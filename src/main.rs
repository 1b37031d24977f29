//! Command line front end for the HR engine.

use std::error::Error;
use std::path::PathBuf;
use std::process::ExitCode;
use std::sync::{Arc, Mutex};
use std::time::Duration;

use chrono::{Local, NaiveDate, NaiveDateTime, Timelike};
use clap::{Parser, Subcommand};
use dotenv::dotenv;
use rust_decimal::Decimal;
use serde::Serialize;
use tokio::sync::watch;
use tracing::{error, info};
use tracing_subscriber::EnvFilter;

use hr_engine::config::ConfigLoader;
use hr_engine::models::{EmployeeFilter, EmployeeStatus, LeaveStatus, NewEmployee, NewLeaveRequest};
use hr_engine::scheduler::{AlertScheduler, TracingNotifier};
use hr_engine::services;
use hr_engine::store::{Database, SOURCE_MANUAL};

type CliResult = Result<(), Box<dyn Error>>;

#[derive(Parser)]
#[command(name = "hr-engine")]
#[command(about = "Employees, attendance, leave and payroll on SQLite")]
struct Cli {
    /// YAML configuration file; defaults apply when it does not exist.
    #[arg(long, global = true, default_value = "config/hr.yaml")]
    config: PathBuf,
    #[command(subcommand)]
    command: Command,
}

#[derive(Subcommand)]
enum Command {
    /// Create the database and seed settings.
    Init,
    Employee {
        #[command(subcommand)]
        command: EmployeeCommand,
    },
    Department {
        #[command(subcommand)]
        command: DepartmentCommand,
    },
    ClockIn {
        employee_id: String,
        /// Defaults to now.
        #[arg(long)]
        at: Option<NaiveDateTime>,
        #[arg(long)]
        notes: Option<String>,
    },
    ClockOut {
        employee_id: String,
        #[arg(long)]
        at: Option<NaiveDateTime>,
    },
    /// Today's attendance status of an employee.
    Status { employee_id: String },
    Leave {
        #[command(subcommand)]
        command: LeaveCommand,
    },
    Payroll {
        #[command(subcommand)]
        command: PayrollCommand,
    },
    /// Archive employees terminated on or before a date.
    Archive { cutoff: String },
    /// Move every active employee to the next shift.
    RotateShifts,
    /// HR alerts report over a period.
    Alerts {
        start: NaiveDate,
        end: NaiveDate,
    },
    /// Import a fingerprint terminal CSV export.
    ImportFingerprints { path: PathBuf },
    /// Run the alert scheduler until interrupted.
    Watch,
}

#[derive(Subcommand)]
enum EmployeeCommand {
    Add {
        name: String,
        #[arg(long)]
        salary: Decimal,
        #[arg(long)]
        department_id: Option<i64>,
        #[arg(long)]
        position: Option<String>,
        #[arg(long)]
        start_date: Option<NaiveDate>,
        #[arg(long)]
        email: Option<String>,
        #[arg(long)]
        phone: Option<String>,
        #[arg(long)]
        device_user_id: Option<String>,
        #[arg(long)]
        manager_id: Option<String>,
    },
    List {
        #[arg(long)]
        status: Option<String>,
        #[arg(long)]
        department_id: Option<i64>,
        #[arg(long)]
        name: Option<String>,
        #[arg(long, default_value_t = false)]
        include_archived: bool,
    },
    Show { employee_id: String },
    Terminate {
        employee_id: String,
        #[arg(long)]
        date: Option<NaiveDate>,
    },
}

#[derive(Subcommand)]
enum DepartmentCommand {
    Add {
        name: String,
        #[arg(long)]
        description: Option<String>,
    },
    List,
}

#[derive(Subcommand)]
enum LeaveCommand {
    Request {
        employee_id: String,
        leave_type: String,
        start: NaiveDate,
        end: NaiveDate,
        #[arg(long)]
        reason: Option<String>,
    },
    Approve {
        request_id: i64,
        #[arg(long)]
        user_id: i64,
        #[arg(long)]
        comments: Option<String>,
    },
    Reject {
        request_id: i64,
        #[arg(long)]
        user_id: i64,
        #[arg(long)]
        comments: Option<String>,
    },
}

#[derive(Subcommand)]
enum PayrollCommand {
    /// Calculate without saving.
    Preview {
        employee_id: String,
        start: NaiveDate,
        end: NaiveDate,
    },
    Generate {
        employee_id: String,
        start: NaiveDate,
        end: NaiveDate,
        #[arg(long)]
        notes: Option<String>,
    },
    /// Generate payslips for every active employee.
    Run { start: NaiveDate, end: NaiveDate },
}

fn now() -> NaiveDateTime {
    let now = Local::now().naive_local();
    now.with_nanosecond(0).unwrap_or(now)
}

fn print_json<T: Serialize>(value: &T) -> CliResult {
    println!("{}", serde_json::to_string_pretty(value)?);
    Ok(())
}

fn main() -> ExitCode {
    dotenv().ok();
    tracing_subscriber::fmt()
        .with_env_filter(
            EnvFilter::try_from_default_env().unwrap_or_else(|_| EnvFilter::new("hr_engine=info")),
        )
        .with_writer(std::io::stderr)
        .init();

    let cli = Cli::parse();
    match run(cli) {
        Ok(()) => ExitCode::SUCCESS,
        Err(e) => {
            error!(error = %e, "command failed");
            eprintln!("error: {e}");
            ExitCode::FAILURE
        }
    }
}

fn run(cli: Cli) -> CliResult {
    let loader = ConfigLoader::load_or_default(&cli.config)?;
    let db = Database::open(&loader.config().database.path, loader.policy())?;

    match cli.command {
        Command::Init => {
            println!("database ready at {}", loader.config().database.path);
        }
        Command::Employee { command } => employee(&db, command)?,
        Command::Department { command } => match command {
            DepartmentCommand::Add { name, description } => {
                let id = db.add_department(&name, description.as_deref())?;
                println!("department {id} created");
            }
            DepartmentCommand::List => print_json(&db.list_departments()?)?,
        },
        Command::ClockIn {
            employee_id,
            at,
            notes,
        } => {
            let id = db.clock_in(&employee_id, at.unwrap_or_else(now), SOURCE_MANUAL, notes.as_deref())?;
            println!("clocked in (log {id})");
        }
        Command::ClockOut { employee_id, at } => {
            let log = db.clock_out(&employee_id, at.unwrap_or_else(now))?;
            print_json(&log)?;
        }
        Command::Status { employee_id } => {
            let status = services::attendance_status_today(&db, &employee_id, now())?;
            println!("{}", status.message);
        }
        Command::Leave { command } => leave(&db, command)?,
        Command::Payroll { command } => payroll(&db, command)?,
        Command::Archive { cutoff } => {
            let archived = db.archive_terminated_employees(&cutoff)?;
            println!("{archived} employee(s) archived");
        }
        Command::RotateShifts => {
            let rotated = db.rotate_shifts()?;
            println!("{rotated} employee(s) moved to the next shift");
        }
        Command::Alerts { start, end } => {
            print_json(&services::generate_hr_alerts_report(&db, start, end, None)?)?;
        }
        Command::ImportFingerprints { path } => {
            print_json(&services::import_fingerprint_csv(&db, &path)?)?;
        }
        Command::Watch => watch_alerts(db)?,
    }
    Ok(())
}

fn employee(db: &Database, command: EmployeeCommand) -> CliResult {
    match command {
        EmployeeCommand::Add {
            name,
            salary,
            department_id,
            position,
            start_date,
            email,
            phone,
            device_user_id,
            manager_id,
        } => {
            let new = NewEmployee {
                department_id,
                position,
                start_date,
                email,
                phone,
                device_user_id,
                manager_id,
                ..NewEmployee::new(&name, salary)
            };
            let id = db.add_employee(&new)?;
            println!("{id}");
        }
        EmployeeCommand::List {
            status,
            department_id,
            name,
            include_archived,
        } => {
            let filter = EmployeeFilter {
                status: status.as_deref().map(str::parse::<EmployeeStatus>).transpose()?,
                department_id,
                name_contains: name,
                include_archived,
            };
            print_json(&db.list_employees(&filter)?)?;
        }
        EmployeeCommand::Show { employee_id } => {
            print_json(&db.get_employee(&employee_id, true)?)?;
        }
        EmployeeCommand::Terminate { employee_id, date } => {
            let date = date.unwrap_or_else(|| now().date());
            db.set_status(&employee_id, EmployeeStatus::Terminated, date)?;
            db.log_action(&employee_id, &format!("Terminated effective {date}"), None)?;
            println!("{employee_id} terminated");
        }
    }
    Ok(())
}

fn leave(db: &Database, command: LeaveCommand) -> CliResult {
    match command {
        LeaveCommand::Request {
            employee_id,
            leave_type,
            start,
            end,
            reason,
        } => {
            let outcome = services::request_leave(
                db,
                &NewLeaveRequest {
                    employee_id,
                    leave_type,
                    start_date: start,
                    end_date: end,
                    reason,
                },
            )?;
            if outcome.department_busy() {
                println!("warning: department is busy over these dates");
            }
            print_json(&outcome)?;
        }
        LeaveCommand::Approve {
            request_id,
            user_id,
            comments,
        } => {
            let request =
                db.process_leave_request(request_id, LeaveStatus::Approved, user_id, comments.as_deref())?;
            print_json(&request)?;
        }
        LeaveCommand::Reject {
            request_id,
            user_id,
            comments,
        } => {
            let request =
                db.process_leave_request(request_id, LeaveStatus::Rejected, user_id, comments.as_deref())?;
            print_json(&request)?;
        }
    }
    Ok(())
}

fn payroll(db: &Database, command: PayrollCommand) -> CliResult {
    match command {
        PayrollCommand::Preview {
            employee_id,
            start,
            end,
        } => print_json(&services::calculate_payroll_for_employee(db, &employee_id, start, end)?),
        PayrollCommand::Generate {
            employee_id,
            start,
            end,
            notes,
        } => {
            let (payslip_id, result) =
                services::generate_payslip(db, &employee_id, start, end, notes.as_deref())?;
            println!("payslip {payslip_id}, net pay {}", result.totals.net_pay);
            Ok(())
        }
        PayrollCommand::Run { start, end } => print_json(&services::run_payroll(db, start, end)?),
    }
}

fn watch_alerts(db: Database) -> CliResult {
    let poll = Duration::from_secs(db.load_policy()?.alerts.poll_interval_secs.max(1));
    let scheduler = Arc::new(AlertScheduler::new(
        Arc::new(Mutex::new(db)),
        Arc::new(TracingNotifier),
    ));
    let runtime = tokio::runtime::Runtime::new()?;
    runtime.block_on(async move {
        let (shutdown_tx, shutdown_rx) = watch::channel(false);
        let task = tokio::spawn(scheduler.run(poll, shutdown_rx));
        if let Err(e) = tokio::signal::ctrl_c().await {
            error!(error = %e, "could not listen for ctrl-c");
        }
        info!("shutting down");
        let _ = shutdown_tx.send(true);
        task.await
    })?;
    Ok(())
}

Task brief
Everything from the first line of the data through the line holding "use hr_engine::config::ConfigLoader;" should be output exactly, and no other lines.

Exercise result
filename src/main.rs
repository 1b37031d24977f29
//! Command line front end for the HR engine.

use std::error::Error;
use std::path::PathBuf;
use std::process::ExitCode;
use std::sync::{Arc, Mutex};
use std::time::Duration;

use chrono::{Local, NaiveDate, NaiveDateTime, Timelike};
use clap::{Parser, Subcommand};
use dotenv::dotenv;
use rust_decimal::Decimal;
use serde::Serialize;
use tokio::sync::watch;
use tracing::{error, info};
use tracing_subscriber::EnvFilter;

use hr_engine::config::ConfigLoader;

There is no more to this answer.